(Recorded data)
+ + + + + + +

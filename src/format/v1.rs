//! Envelope record format v1.
//!
//! V1 record (byte fields are standard base64):
//! ```text
//! {
//!   "version": 1,
//!   "kdf": { "algorithm": "pbkdf2-sha256", "iterations": 600000 },
//!   "salt": "<32 bytes>",
//!   "nonce": "<12 bytes>",
//!   "cipherText": "<len(plaintext) bytes>",
//!   "tag": "<16 bytes>"
//! }
//! ```
//!
//! `version` and `kdf` may be absent (baseline records); unknown fields are
//! ignored. Baseline records written with PascalCase names (`Salt`, `Nonce`,
//! `CipherText`, `Tag`) are read as well.

use base64::{Engine, engine::general_purpose::STANDARD};
use serde::{Deserialize, Serialize};

use crate::{
    crypto::KdfParams,
    envelope::Envelope,
    error::{Error, Result},
};

/// Current record format version.
pub const VERSION_V1: u8 = 1;

const PBKDF2_SHA256: &str = "pbkdf2-sha256";

#[derive(Serialize, Deserialize)]
struct KdfRecord {
    algorithm: String,
    iterations: u32,
}

#[derive(Serialize, Deserialize)]
struct RecordV1 {
    #[serde(default, skip_serializing_if = "Option::is_none")]
    version: Option<u8>,
    #[serde(default, skip_serializing_if = "Option::is_none")]
    kdf: Option<KdfRecord>,
    #[serde(alias = "Salt")]
    salt: String,
    #[serde(alias = "Nonce")]
    nonce: String,
    #[serde(rename = "cipherText", alias = "CipherText")]
    cipher_text: String,
    #[serde(alias = "Tag")]
    tag: String,
}

fn decode_field(field: &str, value: &str) -> Result<Vec<u8>> {
    STANDARD
        .decode(value)
        .map_err(|e| Error::malformed(format!("field `{field}` is not valid base64: {e}")))
}

fn decode_fixed<const N: usize>(field: &str, value: &str) -> Result<[u8; N]> {
    let bytes = decode_field(field, value)?;
    <[u8; N]>::try_from(bytes.as_slice()).map_err(|_| {
        Error::malformed(format!(
            "field `{field}` must be {N} bytes, got {}",
            bytes.len()
        ))
    })
}

/// Parses a v1 record.
///
/// # Errors
///
/// Returns an error if a required field is missing, not base64, or
/// has the wrong length, or if the KDF description is not supported.
pub fn parse(data: &[u8]) -> Result<Envelope> {
    let record: RecordV1 = serde_json::from_slice(data)
        .map_err(|e| Error::malformed(format!("invalid v1 record: {e}")))?;

    let kdf = match record.kdf {
        None => KdfParams::default(),
        Some(kdf) if kdf.algorithm == PBKDF2_SHA256 => KdfParams::new(kdf.iterations)
            .map_err(|e| Error::malformed(e.to_string()))?,
        Some(kdf) => {
            return Err(Error::malformed(format!(
                "unsupported kdf algorithm: {}",
                kdf.algorithm
            )));
        }
    };

    let salt = decode_fixed("salt", &record.salt)?;
    let nonce = decode_fixed("nonce", &record.nonce)?;
    let tag = decode_fixed("tag", &record.tag)?;
    let ciphertext = decode_field("cipherText", &record.cipher_text)?;

    Ok(Envelope::new(kdf, salt, nonce, ciphertext, tag))
}

/// Serializes an envelope to a v1 record.
///
/// # Errors
///
/// Returns an error if the envelope is not v1.
pub fn serialize(envelope: &Envelope) -> Result<Vec<u8>> {
    if envelope.version() != VERSION_V1 {
        return Err(Error::malformed("wrong version for v1 serializer"));
    }

    let record = RecordV1 {
        version: Some(VERSION_V1),
        kdf: Some(KdfRecord {
            algorithm: PBKDF2_SHA256.to_string(),
            iterations: envelope.kdf().iterations(),
        }),
        salt: STANDARD.encode(envelope.salt()),
        nonce: STANDARD.encode(envelope.nonce()),
        cipher_text: STANDARD.encode(envelope.ciphertext()),
        tag: STANDARD.encode(envelope.tag()),
    };

    let mut buf = serde_json::to_vec(&record)
        .map_err(|e| Error::malformed(format!("failed to serialize envelope: {e}")))?;
    buf.push(b'\n');
    Ok(buf)
}
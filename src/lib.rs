//! Seal a single secret message under a password.
//!
//! A key is derived from the password with PBKDF2-HMAC-SHA256 and a fresh
//! random salt, the message is encrypted with AES-256-GCM under a fresh
//! random nonce, and salt, nonce, ciphertext and tag are kept together in an
//! [`Envelope`] that a [`SecretStore`] persists.

pub mod crypto;
mod envelope;
mod error;
pub mod format;
pub mod storage;

pub use crate::crypto::KdfParams;
pub use crate::envelope::{Envelope, EnvelopeInfo};
pub use crate::error::{Error, Result};
pub use crate::storage::{FileStore, MemoryStore, SecretStore};

use directories::{ProjectDirs, UserDirs};
use zeroize::Zeroizing;

/// File name of the sealed message in the default location.
pub const DEFAULT_FILE_NAME: &str = "secret-message.json";

/// Encrypts `message` under `password` with the default KDF cost.
pub fn encrypt(message: &str, password: &str) -> Result<Envelope> {
    encrypt_with_kdf(message, password, KdfParams::default())
}

/// Encrypts `message` under `password`.
///
/// Draws a new salt and nonce from the OS random generator on every call, so
/// sealing the same message twice gives unrelated envelopes.
pub fn encrypt_with_kdf(message: &str, password: &str, kdf: KdfParams) -> Result<Envelope> {
    let salt = crypto::generate_salt()?;
    let key = crypto::derive_key(password, &salt, kdf)?;

    let nonce = crypto::generate_nonce()?;
    let (ciphertext, tag) = crypto::encrypt(&key, &nonce, message.as_bytes())?;
    drop(key);

    tracing::debug!(len = ciphertext.len(), "message encrypted");

    Ok(Envelope::new(kdf, salt, nonce, ciphertext, tag))
}

/// Recovers the message sealed in `envelope`.
///
/// # Errors
///
/// [`Error::AuthenticationFailure`] if the password is wrong or any part of
/// the envelope was altered; the two cases are indistinguishable.
pub fn decrypt(envelope: &Envelope, password: &str) -> Result<Zeroizing<String>> {
    let key = crypto::derive_key(password, envelope.salt(), *envelope.kdf())?;

    let plaintext = crypto::decrypt(&key, envelope.nonce(), envelope.ciphertext(), envelope.tag())
        .inspect_err(|_| tracing::warn!("envelope failed authentication"))?;
    drop(key);

    let message = std::str::from_utf8(&plaintext).map_err(|_| Error::InvalidUtf8)?;
    Ok(Zeroizing::new(message.to_owned()))
}

/// A sealed message bound to the store that holds it.
pub struct SealNote<S> {
    store: S,
    kdf: KdfParams,
}

impl<S: SecretStore> SealNote<S> {
    pub fn new(store: S) -> Self {
        Self {
            store,
            kdf: KdfParams::default(),
        }
    }

    /// Uses `kdf` for subsequent seals. Opening always uses the parameters
    /// recorded in the stored envelope.
    pub fn with_kdf(mut self, kdf: KdfParams) -> Self {
        self.kdf = kdf;
        self
    }

    pub fn store(&self) -> &S {
        &self.store
    }

    /// Encrypts `message` and replaces the stored envelope with it.
    ///
    /// Nothing is written if encryption fails.
    pub fn seal(&self, message: &str, password: &str) -> Result<Envelope> {
        let envelope = encrypt_with_kdf(message, password, self.kdf)?;
        self.store.save(&envelope)?;
        Ok(envelope)
    }

    /// Loads the stored envelope and decrypts it.
    pub fn open(&self, password: &str) -> Result<Zeroizing<String>> {
        let envelope = self.store.load()?;
        decrypt(&envelope, password)
    }

    /// Public metadata of the stored envelope; needs no password.
    pub fn info(&self) -> Result<EnvelopeInfo> {
        Ok(self.store.load()?.info())
    }
}

/// The default store: `secret-message.json` in the user's documents
/// directory, or in the platform data directory when there is none.
pub fn default_store() -> Result<FileStore> {
    if let Some(docs) = UserDirs::new().and_then(|u| u.document_dir().map(|d| d.to_path_buf())) {
        return Ok(FileStore::new(docs.join(DEFAULT_FILE_NAME)));
    }

    let project_dirs = ProjectDirs::from("", "", "sealnote").ok_or_else(|| {
        Error::storage(
            DEFAULT_FILE_NAME,
            std::io::Error::other("could not determine platform directories"),
        )
    })?;

    Ok(FileStore::new(project_dirs.data_dir().join(DEFAULT_FILE_NAME)))
}
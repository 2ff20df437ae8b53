use pbkdf2::pbkdf2_hmac;
use sha2::Sha256;
use zeroize::Zeroizing;

use super::KEY_LEN;
use crate::error::{Error, Result};

/// Default PBKDF2-HMAC-SHA256 iteration count.
pub const DEFAULT_ITERATIONS: u32 = 600_000;
/// Upper bound accepted from an envelope, so a stored record cannot demand
/// unbounded work before the tag is even checked.
pub const MAX_ITERATIONS: u32 = 10_000_000;

#[derive(Debug, Clone, Copy, PartialEq, Eq)]
pub struct KdfParams {
    iterations: u32,
}

impl Default for KdfParams {
    fn default() -> Self {
        Self {
            iterations: DEFAULT_ITERATIONS,
        }
    }
}

impl KdfParams {
    pub fn new(iterations: u32) -> Result<Self> {
        let params = Self { iterations };
        params.validate()?;
        Ok(params)
    }

    pub fn iterations(&self) -> u32 {
        self.iterations
    }

    pub fn validate(&self) -> Result<()> {
        if self.iterations < 1 {
            return Err(Error::InvalidKdfParams(
                "pbkdf2 iterations must be >= 1".into(),
            ));
        }
        if self.iterations > MAX_ITERATIONS {
            return Err(Error::InvalidKdfParams(format!(
                "pbkdf2 iterations must be <= {MAX_ITERATIONS}"
            )));
        }
        Ok(())
    }
}

/// Derive a 256-bit key from `password` and `salt`.
///
/// Same password, salt and parameters always give the same key. The key is
/// zeroed when the returned buffer is dropped.
pub fn derive_key(
    password: &str,
    salt: &[u8],
    kdf: KdfParams,
) -> Result<Zeroizing<[u8; KEY_LEN]>> {
    kdf.validate()?;

    tracing::debug!(iterations = kdf.iterations, "deriving key");

    let mut key = Zeroizing::new([0u8; KEY_LEN]);
    pbkdf2_hmac::<Sha256>(password.as_bytes(), salt, kdf.iterations, &mut key[..]);

    Ok(key)
}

+ + + + + + +

— WHAT THE EXERCISE ASKS —
Scan the records for the string "validate" and show every line that contains it.

— OUTPUT FOR THIS EXERCISE —
        params.validate()?;
    pub fn validate(&self) -> Result<()> {
    kdf.validate()?;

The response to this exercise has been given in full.